The perils of microbenchmarking

The perils of microbenchmarking

Rate This
  • Comments 8

The best way to understand the performance of a program is to run it with a profiler attached, but that isn't always possible. Maybe the program isn't written yet, and you want to investigate the performance of a possible design before committing to a full implementation. Or maybe you are curious to learn more about the performance implications of specific language or runtime features. For instance Pete wants to know whether it is faster to check for an object being null, or to just go ahead and call a method on it, then catch the resulting NullReferenceException.

Sorry Pete: I'm not going to answer that specifically. But I am going to explain how you can find out for yourself.

A microbenchmark is when you take a small piece of code, run it in isolation, and time how long it takes. Simple, right?

But benchmarks are tricksy things. Due to the fundamental interconnectedness of all things, when you run a piece of code outside its normal context, that tends to alter how long it takes. This can be a good thing if you are engaged in a forum flamefest and looking for data to back up an argument (you can prove anything with a benchmark, if you are clever about how you set it up :-)  but not so desirable when you want to learn facts that apply to the real world!

To demonstrate some issues to watch out for, I created a new Windows Console Application project and wrote a simple benchmark that times how long it takes to sum all the integers from zero to a million:

    using System;
    using System.Diagnostics;

    class Program
    {
        static void Main(string[] args)
        {
            Stopwatch timer = Stopwatch.StartNew();

            int sum = 0;

            for (int i = 0; i < 1000000; i++)
            {
                sum += i;
            }

            TimeSpan elapsed = timer.Elapsed;

            Console.WriteLine(elapsed);

            Console.WriteLine("Press any key to continue");
            Console.ReadKey();
        }
    }

I ran this three times in a row, by selecting the Release mode project configuration, then pressing F5 in Visual Studio. My 3 ghz Intel Core 2 Duo gave the following timings:

00:00:00.0027847
00:00:00.0034728
00:00:00.0020457

The worrying thing is that I got quite different results each time. Which one to believe?

This is a common problem if a benchmark executes too quickly. When measuring something very small, even tiny imprecisions in the clock source can dramatically throw off the results, not to mention if Outlook happens to wake up and check for new email in the middle of the test.

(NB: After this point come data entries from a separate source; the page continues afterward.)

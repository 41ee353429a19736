//! Tests for running full matches between contestants.

use std::io::Cursor;
use ttt_engine::{Outcome, Player};
use ttt_play::{Advisor, Human, Match, MatchEnd};

fn scripted(name: &str, script: &str) -> Box<Human<Cursor<Vec<u8>>, Vec<u8>>> {
    Box::new(Human::new(
        name,
        Cursor::new(script.as_bytes().to_vec()),
        Vec::new(),
        false,
    ))
}

#[test]
fn test_advisor_self_play_draws() {
    let mut game = Match::new(
        Box::new(Advisor::new("Advisor X")),
        Box::new(Advisor::new("Advisor O")),
        Vec::new(),
    );

    let end = game.run().unwrap();
    assert_eq!(end, MatchEnd::Finished(Outcome::Draw));
    assert_eq!(game.board().occupied_count(), 9);

    let output = String::from_utf8(game.into_output()).unwrap();
    assert!(output.starts_with("     1   2   3\n"));
    assert!(output.contains("Advisor X (X) plays a1"));
    assert!(output.ends_with("It's a draw.\n"));
}

#[test]
fn test_advisor_punishes_weak_reply() {
    // O answers the corner opening on an edge, which loses.
    let human = scripted("Human", "a2\nb1\nb3\nc2\nc3\nc1\na3\nb2\na1\n");
    let mut game = Match::new(Box::new(Advisor::new("Advisor")), human, Vec::new());

    let end = game.run().unwrap();
    assert_eq!(end, MatchEnd::Finished(Outcome::Won(Player::X)));

    let output = String::from_utf8(game.into_output()).unwrap();
    assert!(output.contains("Human (O) plays a2"));
    assert!(output.ends_with("Advisor (X) wins!\n"));
}

#[test]
fn test_human_withdraws() {
    let human = scripted("Human", "b2\nq\n");
    let mut game = Match::new(human, Box::new(Advisor::new("Advisor")), Vec::new());

    let end = game.run().unwrap();
    assert_eq!(end, MatchEnd::Withdrew(Player::X));
    assert_eq!(game.board().occupied_count(), 2);

    let output = String::from_utf8(game.into_output()).unwrap();
    assert!(output.contains("Human withdrew."));
}
//! Game orchestration between contestants.

use crate::contestants::Contestant;
use anyhow::Result;
use std::io::Write;
use tracing::{debug, info, instrument};
use ttt_engine::{Board, Outcome, Player};

/// How a match ended.
#[derive(Debug, Clone, Copy, PartialEq, Eq)]
pub enum MatchEnd {
    /// The game was played to a win or a draw.
    Finished(Outcome),
    /// A contestant withdrew before the game was over.
    Withdrew(Player),
}

/// Runs a game between two contestants, printing the board after each move.
pub struct Match<W> {
    board: Board,
    player_x: Box<dyn Contestant>,
    player_o: Box<dyn Contestant>,
    output: W,
}

impl<W: Write> Match<W> {
    /// Creates a new match on an empty board.
    pub fn new(player_x: Box<dyn Contestant>, player_o: Box<dyn Contestant>, output: W) -> Self {
        Self {
            board: Board::new(),
            player_x,
            player_o,
            output,
        }
    }

    /// Returns the current board.
    pub fn board(&self) -> &Board {
        &self.board
    }

    /// Consumes the match and returns its output sink.
    pub fn into_output(self) -> W {
        self.output
    }

    /// Runs the game loop until the game is decided or a contestant withdraws.
    ///
    /// # Errors
    ///
    /// Fails if a contestant fails, picks an occupied cell, or output fails.
    #[instrument(skip(self), fields(x = %self.player_x.name(), o = %self.player_o.name()))]
    pub fn run(&mut self) -> Result<MatchEnd> {
        info!("Starting match");
        writeln!(self.output, "{}", self.board)?;

        loop {
            let outcome = self.board.outcome();
            if outcome.is_decided() {
                info!(%outcome, "Match finished");
                writeln!(self.output, "{}", self.describe(outcome))?;
                return Ok(MatchEnd::Finished(outcome));
            }

            let mark = self.board.to_move();
            let contestant = match mark {
                Player::X => &mut self.player_x,
                Player::O => &mut self.player_o,
            };

            debug!(player = %contestant.name(), %mark, "Waiting for move");
            let Some(position) = contestant.choose(&self.board)? else {
                info!(player = %contestant.name(), "Contestant withdrew");
                writeln!(self.output, "{} withdrew.", contestant.name())?;
                return Ok(MatchEnd::Withdrew(mark));
            };

            if !self.board.is_empty(position) {
                anyhow::bail!("{} chose occupied cell {}", contestant.name(), position);
            }
            let name = contestant.name().to_string();

            self.board.apply_move(position);
            writeln!(self.output, "{} ({}) plays {}\n", name, mark, position)?;
            writeln!(self.output, "{}", self.board)?;
        }
    }

    fn describe(&self, outcome: Outcome) -> String {
        match outcome {
            Outcome::Won(player) => {
                let name = match player {
                    Player::X => self.player_x.name(),
                    Player::O => self.player_o.name(),
                };
                format!("{} ({}) wins!", name, player)
            }
            Outcome::Draw | Outcome::Undecided => "It's a draw.".to_string(),
        }
    }
}
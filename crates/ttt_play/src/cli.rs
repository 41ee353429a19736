//! Command-line interface for ttt_play.

use clap::{Parser, Subcommand};
use std::path::PathBuf;
use ttt_engine::Player;

/// Tic-tac-toe with an exhaustive minimax advisor
#[derive(Parser, Debug)]
#[command(name = "ttt_play")]
#[command(about = "Play tic-tac-toe against a perfect opponent", long_about = None)]
#[command(version)]
pub struct Cli {
    /// Path to a TOML config file (defaults to ./ttt.toml if present)
    #[arg(long, global = true)]
    pub config: Option<PathBuf>,

    /// Subcommand to run
    #[command(subcommand)]
    pub command: Command,
}

/// Available commands
#[derive(Subcommand, Debug)]
pub enum Command {
    /// Play against the advisor in the terminal
    Play {
        /// Side to play (X moves first)
        #[arg(long)]
        human: Option<Player>,

        /// Show the advisor's suggestion before each of your moves
        #[arg(long)]
        hints: bool,
    },

    /// Let the advisor play both sides
    Selfplay,

    /// Print the advisor's move for a position
    Suggest {
        /// Moves played so far from the empty board, X first (e.g. b2 a1)
        moves: Vec<String>,

        /// Print the suggestion as JSON
        #[arg(long)]
        json: bool,
    },
}

#[cfg(test)]
mod tests {
    use super::*;

    #[test]
    fn test_parse_play() {
        let cli = Cli::try_parse_from(["ttt_play", "play", "--human", "o", "--hints"]).unwrap();
        match cli.command {
            Command::Play { human, hints } => {
                assert_eq!(human, Some(Player::O));
                assert!(hints);
            }
            other => panic!("unexpected command {other:?}"),
        }
    }

    #[test]
    fn test_parse_suggest_with_global_config() {
        let cli =
            Cli::try_parse_from(["ttt_play", "suggest", "b2", "a1", "--json", "--config", "x.toml"])
                .unwrap();
        assert_eq!(cli.config, Some(PathBuf::from("x.toml")));
        match cli.command {
            Command::Suggest { moves, json } => {
                assert_eq!(moves, ["b2", "a1"]);
                assert!(json);
            }
            other => panic!("unexpected command {other:?}"),
        }
    }

    #[test]
    fn test_rejects_unknown_side() {
        assert!(Cli::try_parse_from(["ttt_play", "play", "--human", "z"]).is_err());
    }
}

The best way to get stable results is to repeat the test many times and average the results:

    using System;
    using System.Diagnostics;
    using System.Collections.Generic;
    using System.Linq;

    class Program
    {
        static void Main(string[] args)
        {
            const int passCount = 100;

            List<double> elapsed = new List<double>();

            for (int pass = 0; pass < passCount; pass++)
            {
                Stopwatch timer = Stopwatch.StartNew();

                int sum = 0;

                for (int i = 0; i < 1000000; i++)
                {
                    sum += i;
                }

                elapsed.Add(timer.Elapsed.TotalSeconds);
            }

            double average = elapsed.Average();
            double variance = (from e in elapsed select Math.Pow(average – e, 2)).Average();
            double deviation = Math.Sqrt(variance);

            Console.WriteLine("Average time: {0}", average);
            Console.WriteLine("Standard deviation: {0}", deviation);

            Console.WriteLine("Press any key to continue");
            Console.ReadKey();
        }
    }

For bonus points, this code also computes the standard deviation of the time measurements, which provides a useful sanity check. In theory, each pass should take a similar amount of time, in which case the standard deviation will be much smaller than the average. If the deviation is too wide, that means something funky is going on, in which case I must investigate further before I can trust the results. But in this case all looks good:

Average time: 0.002947593
Standard deviation: 0.000146231002359281
Press any key to continue

But...

These results are meaningless, because I was pressing F5 to run my test, and the CLR disables JIT optimization when a debugger is attached. To run with optimization I must use Ctrl+F5, which gives an average of 0.000356319. That's an 8x difference just from holding down a modifier key!

But...

These results are still meaningless, because my test goes to all the trouble to loop over a million numbers and add them up, but doesn't actually do anything with the resulting value. A smart compiler or JIT optimizer might realize this value is unnecessary, and remove the computations that generate it. An even smarter optimizer might then realize the for loop is now empty, and remove it entirely, in which case I wouldn't actually be timing anything at all!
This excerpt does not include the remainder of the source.